▸ Work request: Check each line of the material, and show the ones that include the word "PostBlinds".

------------------------------------------------

impl Engine {
    pub fn new(config: GameConfig) -> anyhow::Result<Self> {
        config.validate()?;
        let capacity = config.max_players;
        let state = GameState::new(capacity, config.small_blind, config.big_blind, config.ante, config.seed);
        Ok(Self {
            config,
            state,
            players: (0..capacity).map(|_| None).collect(),
            dispatcher: Dispatcher::new(),
            queue: VecDeque::new(),
            next_player_id: 1,
        })
    }

    pub fn state(&self) -> &GameState {
        &self.state
    }

    pub fn subscribe(&mut self, kind: EventKind, handler: Box<dyn FnMut(&Event)>) -> SubscriptionToken {
        self.dispatcher.subscribe(kind, handler)
    }
    pub fn unsubscribe(&mut self, token: SubscriptionToken) {
        self.dispatcher.unsubscribe(token)
    }

    pub fn add_player(&mut self, name: impl Into<String>, stack: u64, behavior: Box<dyn Player>, seat: Option<usize>) -> anyhow::Result<u64> {
        anyhow::ensure!(
            matches!(self.state.stage, Stage::WaitingForPlayers | Stage::Ready),
            "cannot add a player once a game is underway"
        );
        let id = self.next_player_id;
        let seat_record = Seat { player_id: id, name: name.into(), state: PlayerState::new(stack) };
        let index = self.state.table.seat_player(seat_record, seat)?;
        self.next_player_id += 1;
        self.players[index] = Some(behavior);
        self.state.stage = if self.state.table.occupied_count() >= self.config.min_players {
            Stage::Ready
        } else {
            Stage::WaitingForPlayers
        };
        self.emit(Event::new(EventKind::PlayerJoined, self.state.hand_number, self.state.street, self.state.pot, self.state.current_bet).with_player(id));
        Ok(id)
    }

    pub fn remove_player(&mut self, seat_index: usize) -> anyhow::Result<()> {
        anyhow::ensure!(
            matches!(self.state.stage, Stage::WaitingForPlayers | Stage::Ready),
            "cannot remove a player mid-hand"
        );
        let seat = self.state.table.remove_player(seat_index)?;
        self.players[seat_index] = None;
        self.emit(Event::new(EventKind::PlayerLeft, self.state.hand_number, self.state.street, self.state.pot, self.state.current_bet).with_player(seat.player_id));
        Ok(())
    }

    pub fn has_events(&self) -> bool {
        !self.queue.is_empty()
    }

    /// Runs the game to completion (`GameStage::GameOver`).
    pub fn start(&mut self) -> anyhow::Result<()> {
        if self.queue.is_empty() && self.state.stage != Stage::GameOver {
            self.queue.push_back(Transition::StartGame);
        }
        self.run()
    }

    /// Processes one transition tag. Returns `false` if the queue was
    /// already empty.
    pub fn step(&mut self) -> anyhow::Result<bool> {
        let Some(transition) = self.queue.pop_front() else {
            return Ok(false);
        };
        match transition {
            Transition::StartGame => self.handle_start_game()?,
            Transition::StartHand => self.handle_start_hand()?,
            Transition::DealHoleCards => self.handle_deal_hole_cards()?,
            Transition::PostBlinds => self.handle_post_blinds()?,
            Transition::PlayerAction => self.handle_player_action()?,
            Transition::BettingRoundCompleted => self.handle_round_completed()?,
            Transition::DealFlop => self.deal_street(Street::Flop, 3, EventKind::DealFlop)?,
            Transition::DealTurn => self.deal_street(Street::Turn, 1, EventKind::DealTurn)?,
            Transition::DealRiver => self.deal_street(Street::River, 1, EventKind::DealRiver)?,
            Transition::Showdown => self.handle_showdown()?,
            Transition::HandEnded => self.handle_hand_ended()?,
            Transition::GameEnded => self.handle_game_ended()?,
        }
        Ok(true)
    }

    pub fn run(&mut self) -> anyhow::Result<()> {
        while self.step()? {}
        Ok(())
    }

    fn emit(&mut self, event: Event) {
        self.dispatcher.dispatch(&event);
        for player in self.players.iter_mut().flatten() {
            let hook = AssertUnwindSafe(|| player.on_event(&event));
            if catch_unwind(hook).is_err() {
                log::error!("player on_event hook panicked while handling {:?}", event.kind);
            }
        }
    }

    fn event(&self, kind: EventKind) -> Event {
        Event::new(kind, self.state.hand_number, self.state.street, self.state.pot, self.state.current_bet)
    }

    // --- transition handlers -------------------------------------------------

    fn handle_start_game(&mut self) -> anyhow::Result<()> {
        anyhow::ensure!(
            self.state.table.occupied_count() >= self.config.min_players,
            "not enough seated players to start: have {}, need {}",
            self.state.table.occupied_count(),
            self.config.min_players
        );
        self.state.stage = Stage::Started;
        let event = self.event(EventKind::GameStarted);
        self.emit(event);
        self.queue.push_back(Transition::StartHand);
        Ok(())
    }

    fn handle_start_hand(&mut self) -> anyhow::Result<()> {
        self.state.hand_number += 1;
        self.state.stage = Stage::Dealing;
        self.state.pot = 0;
        self.state.board = crate::cards::Board::empty();
        self.state.deck = crate::cards::Deck::new(self.config.seed.wrapping_add(self.state.hand_number));
        if self.state.table.button().is_none() {
            let button = match self.config.first_button {
                Some(seat) => seat,
                None => self.choose_button(),
            };
            self.state.table.set_button(button)?;
        }
        let event = self.event(EventKind::HandStarted);
        self.emit(event);
        self.queue.push_back(Transition::DealHoleCards);
        Ok(())
    }

    fn choose_button(&self) -> usize {
        let occupied = self.state.table.occupied_indices();
        let mut rng = SmallRng::seed_from_u64(self.config.seed);
        occupied[rng.random_range(0..occupied.len())]
    }

    fn handle_deal_hole_cards(&mut self) -> anyhow::Result<()> {
        for seat in self.state.table.occupied_indices() {
            self.state.table.get_mut(seat).unwrap().state.reset_for_hand(None);
        }
        for seat in self.state.table.occupied_indices() {
            let cards = self.state.deck.deal(2)?;
            self.state.table.get_mut(seat).unwrap().state.hole = Some(Hole::new(cards[0], cards[1]));
        }
        self.state.street = Street::Preflop;
        self.state.stage = Stage::PreFlop;
        let event = self.event(EventKind::DealHoleCards);
        self.emit(event);
        if self.config.ante > 0 {
            for seat in self.state.table.occupied_indices() {
                betting::post_forced(&mut self.state, seat, self.config.ante, false);
            }
        }
        self.queue.push_back(Transition::PostBlinds);
        Ok(())
    }

    fn handle_post_blinds(&mut self) -> anyhow::Result<()> {
        let button = self.state.table.button().ok_or_else(|| anyhow::anyhow!("button not set"))?;
        let heads_up = self.state.table.occupied_count() == 2;
        let small_blind_seat = if heads_up {
            button
        } else {
            self.state.table.next_occupied(button, false).ok_or_else(|| anyhow::anyhow!("no seat for small blind"))?
        };
        let big_blind_seat = self
            .state
            .table
            .next_occupied(small_blind_seat, false)
            .ok_or_else(|| anyhow::anyhow!("no seat for big blind"))?;
        let first_actor = if heads_up {
            small_blind_seat
        } else {
            self.state
                .table
                .next_occupied(big_blind_seat, false)
                .ok_or_else(|| anyhow::anyhow!("no seat to act first"))?
        };

        let small_blind = self.state.small_blind;
        let big_blind = self.state.big_blind;
        betting::post_forced(&mut self.state, small_blind_seat, small_blind, true);
        betting::post_forced(&mut self.state, big_blind_seat, big_blind, true);
        self.state.current_bet = self.state.big_blind;
        self.state.last_raise_size = self.state.big_blind;

        let event = self.event(EventKind::PostBlinds);
        self.emit(event);
        let candidate = self.seek_actor_at_or_after(first_actor);
        self.enqueue_actor_or_complete(candidate);
        Ok(())
    }

    fn handle_player_action(&mut self) -> anyhow::Result<()> {
        let seat_index = self
            .state
            .current_player_index
            .expect("PlayerAction transition queued without a current player");
        let observation = self.build_observation(seat_index);
        let player_id = self.state.table.get(seat_index).unwrap().player_id;
        let mut action = self
            .players
            .get_mut(seat_index)
            .and_then(|p| p.as_mut())
            .expect("PlayerAction transition queued for an unoccupied seat")
            .decide_action(&observation);

        if let Err(err) = betting::apply_action(&mut self.state, seat_index, &action) {
            if self.config.strict {
                anyhow::bail!("player {player_id} submitted an invalid {:?}: {err}", action.action_type);
            }
            log::warn!("player {player_id} submitted an invalid {:?} ({err}); substituting fold", action.action_type);
            action = PlayerAction::fold(player_id);
            betting::apply_action(&mut self.state, seat_index, &action).expect("fold is always legal for an active seat");
        }

        let event = self.event(EventKind::PlayerActionTaken).with_player(player_id).with_action(action);
        self.emit(event);

        let candidate = self.seek_actor_after(seat_index);
        self.enqueue_actor_or_complete(candidate);
        Ok(())
    }

    fn handle_round_completed(&mut self) -> anyhow::Result<()> {
        let event = self.event(EventKind::BettingRoundCompleted);
        self.emit(event);
        if self.state.table.players_in_hand() <= 1 {
            self.queue.push_back(Transition::Showdown);
            return Ok(());
        }
        match self.state.street.next() {
            Some(Street::Flop) => self.queue.push_back(Transition::DealFlop),
            Some(Street::Turn) => self.queue.push_back(Transition::DealTurn),
            Some(Street::River) => self.queue.push_back(Transition::DealRiver),
            Some(Street::Showdown) | None => self.queue.push_back(Transition::Showdown),
            Some(Street::Preflop) => unreachable!("no street advances back to preflop"),
        }
        Ok(())
    }

    fn deal_street(&mut self, street: Street, count: usize, kind: EventKind) -> anyhow::Result<()> {
        self.state.deck.deal(1)?; // burn
        let cards = self.state.deck.deal(count)?;
        self.state.board.extend(cards);
        self.state.reset_for_street(street);
        let event = self.event(kind);
        self.emit(event);
        let button = self.state.table.button().expect("button is set once a hand has begun");
        let candidate = self.seek_actor_after(button);
        self.enqueue_actor_or_complete(candidate);
        Ok(())
    }

    fn handle_showdown(&mut self) -> anyhow::Result<()> {
        let settlements = if self.state.table.players_in_hand() == 1 {
            let winner = self
                .state
                .table
                .occupied_indices()
                .into_iter()
                .find(|&i| self.state.table.get(i).unwrap().state.status != SeatStatus::Folded)
                .expect("exactly one player remains in hand");
            Showdown::award_uncontested(&self.state.table, &self.state.board, winner, self.state.pot)
        } else {
            Showdown::new(&self.state.table, &self.state.board).settle()
        };
        for settlement in &settlements {
            if let Some(seat) = self.state.table.get_mut(settlement.seat_index) {
                seat.state.stack += settlement.reward;
            }
        }
        self.state.pot = 0;
        self.state.stage = Stage::Showdown;
        self.state.street = Street::Showdown;
        let event = self.event(EventKind::Showdown).with_settlements(settlements);
        self.emit(event);
        self.queue.push_back(Transition::HandEnded);
        Ok(())
    }

    fn handle_hand_ended(&mut self) -> anyhow::Result<()> {
        self.state.stage = Stage::HandComplete;
        let event = self.event(EventKind::HandEnded);
        self.emit(event);

        let eliminated: Vec<usize> = self
            .state
            .table
            .occupied_indices()
            .into_iter()
            .filter(|&i| self.state.table.get(i).unwrap().state.stack == 0)
            .collect();
        for seat_index in eliminated {
            let seat = self.state.table.remove_player(seat_index)?;
            self.players[seat_index] = None;
            let event = self.event(EventKind::PlayerEliminated).with_player(seat.player_id);
            self.emit(event);
        }

        if self.state.table.occupied_count() < self.config.min_players || self.state.hand_number >= self.config.max_hands {
            self.state.stage = Stage::GameOver;
            self.queue.push_back(Transition::GameEnded);
        } else {
            self.state.table.move_button()?;
            self.queue.push_back(Transition::StartHand);
        }
        Ok(())
    }

    fn handle_game_ended(&mut self) -> anyhow::Result<()> {
        let event = self.event(EventKind::GameEnded);
        self.emit(event);
        Ok(())
    }

    // --- seat-seeking helpers --------------------------------------------

    fn is_awaiting_action(&self, seat: usize) -> bool {
        self.state
            .table
            .get(seat)
            .map(|s| s.state.status == SeatStatus::Active && !s.state.acted_this_street)
            .unwrap_or(false)
    }

    /// First seat strictly after `seat` (wrapping) still owed an action.
    fn seek_actor_after(&self, seat: usize) -> Option<usize> {
        let n = self.state.table.capacity();
        (1..=n).map(|step| (seat + step) % n).find(|&i| self.is_awaiting_action(i))
    }

    /// `seat` itself if it's owed an action, else the first such seat after it.
    fn seek_actor_at_or_after(&self, seat: usize) -> Option<usize> {
        if self.is_awaiting_action(seat) {
            Some(seat)
        } else {
            self.seek_actor_after(seat)
        }
    }

    fn enqueue_actor_or_complete(&mut self, candidate: Option<usize>) {
        if betting::is_betting_round_complete(&self.state) {
            self.queue.push_back(Transition::BettingRoundCompleted);
            return;
        }
        let seat = candidate.expect("round incomplete implies some seat is still owed an action");
        self.state.current_player_index = Some(seat);
        self.queue.push_back(Transition::PlayerAction);
    }

    fn build_observation(&self, seat_index: usize) -> Observation {
        let seat = self.state.table.get(seat_index).expect("observation requested for an occupied seat");
        let call_amount = self.state.current_bet.saturating_sub(seat.state.current_bet);
        Observation {
            seat_index,
            player_id: seat.player_id,
            hole: seat.state.hole,
            board: self.state.board.cards().to_vec(),
            street: self.state.street,
            pot: self.state.pot,
            current_bet: self.state.current_bet,
            stack: seat.state.stack,
            call_amount,
            min_bet_amount: self.state.min_bet,
            min_raise_increment: self.state.last_raise_size,
            valid_actions: betting::valid_actions(&self.state, seat_index),
        }
    }
}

------------------------------------------------

▸ Reply:
            Transition::PostBlinds => self.handle_post_blinds()?,
        self.queue.push_back(Transition::PostBlinds);
        let event = self.event(EventKind::PostBlinds);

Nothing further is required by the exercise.